Choice B reason: Verifying spelling and dosage across order, MAR, and label prevents mistakes. All are essential, per nursing pharmacology. It’s universally critical, distinctly ensuring drug accuracy.
Choice C reason: Rights (patient, drug, dose) are core to administration; all options support them. This is fundamental, per nursing standards. It’s universally upheld, distinctly guiding safe practice.
Choice D reason: All—label checks, verification, rights—combine for safe administration comprehensively. This aligns with nursing pharmacology standards, universally recognized and distinctly applied as best practice.
Correct Answer is B
Explanation
Choice A reason: BP every 4 hours isn’t universal; slow rising is key. This errors per nursing standards. It’s universally distinct, not the primary responsibility.

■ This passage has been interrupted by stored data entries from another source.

//! # Raster Driver (Honeywell PR3)
//!
//! The PR3 runs in Line Printer mode and has no usable ESC/POS text styling,
//! so every styled element is drawn host-side and sent as an `ESC V` image.
//!
//! | Operation | Output |
//! |-----------|--------|
//! | Aligned text | Paragraph raster, 576 dots wide |
//! | Two / three columns | One shared raster |
//! | Separator | `-` × 72 drawn across the head |
//! | Line feeds | `LF` × n |
//! | Asset error | `ESC w !` text line |
//!
//! The glyph source is a type parameter so tests can use
//! [`BlockFont`](crate::layout::BlockFont) for exact pixel assertions.

use tracing::trace;

use super::{AlignedText, Driver};
use crate::buffer::CommandBuffer;
use crate::error::PrinterError;
use crate::layout::{
    Cell, FontSpec, GlyphRenderer, RasterLayout, SpleenFont, TextRaster, render_paragraph,
    render_three_columns, render_two_columns,
};
use crate::printer::{PrinterFamily, PrinterProfile};
use crate::protocol::commands;
use crate::protocol::graphics;
use crate::protocol::line_printer;
use crate::protocol::text::Alignment;

pub struct RasterDriver<F: GlyphRenderer = SpleenFont> {
    profile: PrinterProfile,
    layout: RasterLayout,
    font: F,
    buffer: CommandBuffer,
}

impl RasterDriver {
    pub fn new(profile: PrinterProfile, capacity: usize) -> Self {
        Self::with_font(profile, capacity, SpleenFont)
    }
}

impl<F: GlyphRenderer> RasterDriver<F> {
    pub fn with_font(profile: PrinterProfile, capacity: usize, font: F) -> Self {
        Self {
            layout: profile.raster_layout(),
            profile,
            font,
            buffer: CommandBuffer::with_capacity(capacity),
        }
    }

    pub fn layout(&self) -> &RasterLayout {
        &self.layout
    }

    fn emit_raster(&mut self, raster: &TextRaster) -> Result<(), PrinterError> {
        let width = u16::try_from(raster.width())
            .map_err(|_| PrinterError::Image(format!("raster too wide: {} dots", raster.width())))?;
        let height = u16::try_from(raster.height())
            .map_err(|_| PrinterError::Image(format!("raster too tall: {} rows", raster.height())))?;
        trace!(width, height, "emitting raster band");
        self.buffer
            .append(&graphics::lp_image(width, height, &raster.to_packed()))
    }
}

impl<F: GlyphRenderer + Send> Driver for RasterDriver<F> {
    fn family(&self) -> PrinterFamily {
        PrinterFamily::HoneywellPr3
    }

    fn profile(&self) -> PrinterProfile {
        self.profile
    }

    fn buffer(&self) -> &CommandBuffer {
        &self.buffer
    }

    fn buffer_mut(&mut self) -> &mut CommandBuffer {
        &mut self.buffer
    }

    /// Line Printer mode needs no reset sequence.
    fn init_printer(&mut self) -> Result<(), PrinterError> {
        Ok(())
    }

    fn emit_aligned_text(&mut self, t: &AlignedText) -> Result<(), PrinterError> {
        match render_paragraph(&t.text, t.align, t.font_spec(), &self.layout, &self.font) {
            Some(raster) => self.emit_raster(&raster),
            None => Ok(()),
        }
    }

    fn emit_two_column_text(
        &mut self,
        left: &AlignedText,
        right: &AlignedText,
    ) -> Result<(), PrinterError> {
        let raster = render_two_columns(
            Cell::new(&left.text, left.font_spec()),
            Cell::new(&right.text, right.font_spec()),
            &self.layout,
            &self.font,
        );
        match raster {
            Some(raster) => self.emit_raster(&raster),
            None => Ok(()),
        }
    }

    fn emit_three_column_text(
        &mut self,
        left: &AlignedText,
        middle: &AlignedText,
        right: &AlignedText,
    ) -> Result<(), PrinterError> {
        let raster = render_three_columns(
            Cell::new(&left.text, left.font_spec()),
            Cell::new(&middle.text, middle.font_spec()),
            Cell::new(&right.text, right.font_spec()),
            &self.layout,
            &self.font,
        );
        match raster {
            Some(raster) => self.emit_raster(&raster),
            None => Ok(()),
        }
    }

    fn emit_image(&mut self, raster: &TextRaster, align: Alignment) -> Result<(), PrinterError> {
        let head = self.layout.head_width;
        let placed = raster.placed(head, align, 0);
        self.emit_raster(&placed)
    }

    fn emit_line_feeds(&mut self, n: u8) -> Result<(), PrinterError> {
        self.buffer.append(&commands::line_feeds(n))
    }

    fn emit_separator_line(&mut self) -> Result<(), PrinterError> {
        let rule = "-".repeat(self.profile.separator_len);
        match render_paragraph(&rule, Alignment::Center, FontSpec::default(), &self.layout, &self.font) {
            Some(raster) => self.emit_raster(&raster),
            None => Ok(()),
        }
    }

    fn emit_asset_error(&mut self, reason: &str) -> Result<(), PrinterError> {
        self.buffer
            .append(&line_printer::text_line(&format!("ERROR: {}", reason)))
    }
}

#[cfg(test)]
mod tests {
    use super::*;
    use crate::layout::BlockFont;

    fn block_driver() -> RasterDriver<BlockFont> {
        RasterDriver::with_font(PrinterProfile::HONEYWELL_PR3, 64 * 1024, BlockFont::new(8, 20, 12))
    }

    /// (width_bytes, rows) of the first `ESC V` band.
    fn first_band(bytes: &[u8]) -> (u8, u16) {
        assert_eq!(&bytes[..2], &[0x1B, b'V']);
        let rows = u16::from_le_bytes([bytes[2], bytes[3]]);
        (bytes[4], rows)
    }

    #[test]
    fn test_init_is_empty() {
        let mut d = block_driver();
        d.init_printer().unwrap();
        assert!(d.flush().is_empty());
    }

    #[test]
    fn test_text_is_rasterized_head_wide() {
        let mut d = block_driver();
        d.emit_aligned_text(&AlignedText::new("TỔNG CỘNG").center().bold())
            .unwrap();
        let bytes = d.flush();
        let (width_bytes, rows) = first_band(&bytes);
        assert_eq!(width_bytes, 72);
        assert_eq!(rows, 2 + 20 + 2);
        assert_eq!(bytes.len(), 5 + 72 * rows as usize);
    }

    #[test]
    fn test_empty_text_emits_nothing() {
        let mut d = block_driver();
        d.emit_aligned_text(&AlignedText::new("\n")).unwrap();
        d.emit_two_column_text(&AlignedText::new(""), &AlignedText::new(""))
            .unwrap();
        assert!(d.buffer().is_empty());
    }

    #[test]
    fn test_two_columns_share_one_raster() {
        let mut d = block_driver();
        d.emit_two_column_text(&AlignedText::new("Tiền nước:"), &AlignedText::new("150000 VND").bold())
            .unwrap();
        let bytes = d.flush();
        let (_, rows) = first_band(&bytes);
        assert_eq!(bytes.len(), 5 + 72 * rows as usize);
    }

    #[test]
    fn test_separator_spans_head() {
        let mut d = block_driver();
        d.emit_separator_line().unwrap();
        let bytes = d.flush();
        let (width_bytes, _) = first_band(&bytes);
        assert_eq!(width_bytes, 72);
        // Row at the baseline band is fully inked: 72 dashes × 8 dots.
        let row = 2 + 5;
        let start = 5 + row * 72;
        assert!(bytes[start..start + 72].iter().all(|b| *b == 0xFF));
    }

    #[test]
    fn test_asset_error_is_line_printer_text() {
        let mut d = block_driver();
        d.emit_asset_error("qr-code.png not found").unwrap();
        let bytes = d.flush();
        assert_eq!(&bytes[..3], &[0x1B, b'w', b'!']);
        let text = String::from_utf8_lossy(&bytes);
        assert!(text.contains("ERROR: qr-code.png not found"));
    }

    #[test]
    fn test_feeds_are_lf() {
        let mut d = block_driver();
        d.emit_line_feeds(3).unwrap();
        assert_eq!(d.flush(), vec![0x0A; 3]);
    }

    #[test]
    fn test_default_driver_uses_spleen() {
        let mut d = RasterDriver::new(PrinterProfile::HONEYWELL_PR3, 64 * 1024);
        d.emit_aligned_text(&AlignedText::new("Xin cảm ơn")).unwrap();
        let bytes = d.flush();
        let (width_bytes, rows) = first_band(&bytes);
        assert_eq!(width_bytes, 72);
        assert_eq!(rows, 2 + 20 + 2);
    }
}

Choice B reason: Teaching slow position changes prevents antihypertensive-induced dizziness. This fits nursing pharmacology standards. It’s universally applied, distinctly critical for safety.
Choice C reason: Stopping meds needs orders; slow rising manages drops. This misaligns with nursing pharmacology. It’s universally distinct, errors in protocol.
Choice D reason: Tachycardia doesn’t justify dose increase; slow rising helps. This errors per nursing standards. It’s universally distinct, off responsibility mark.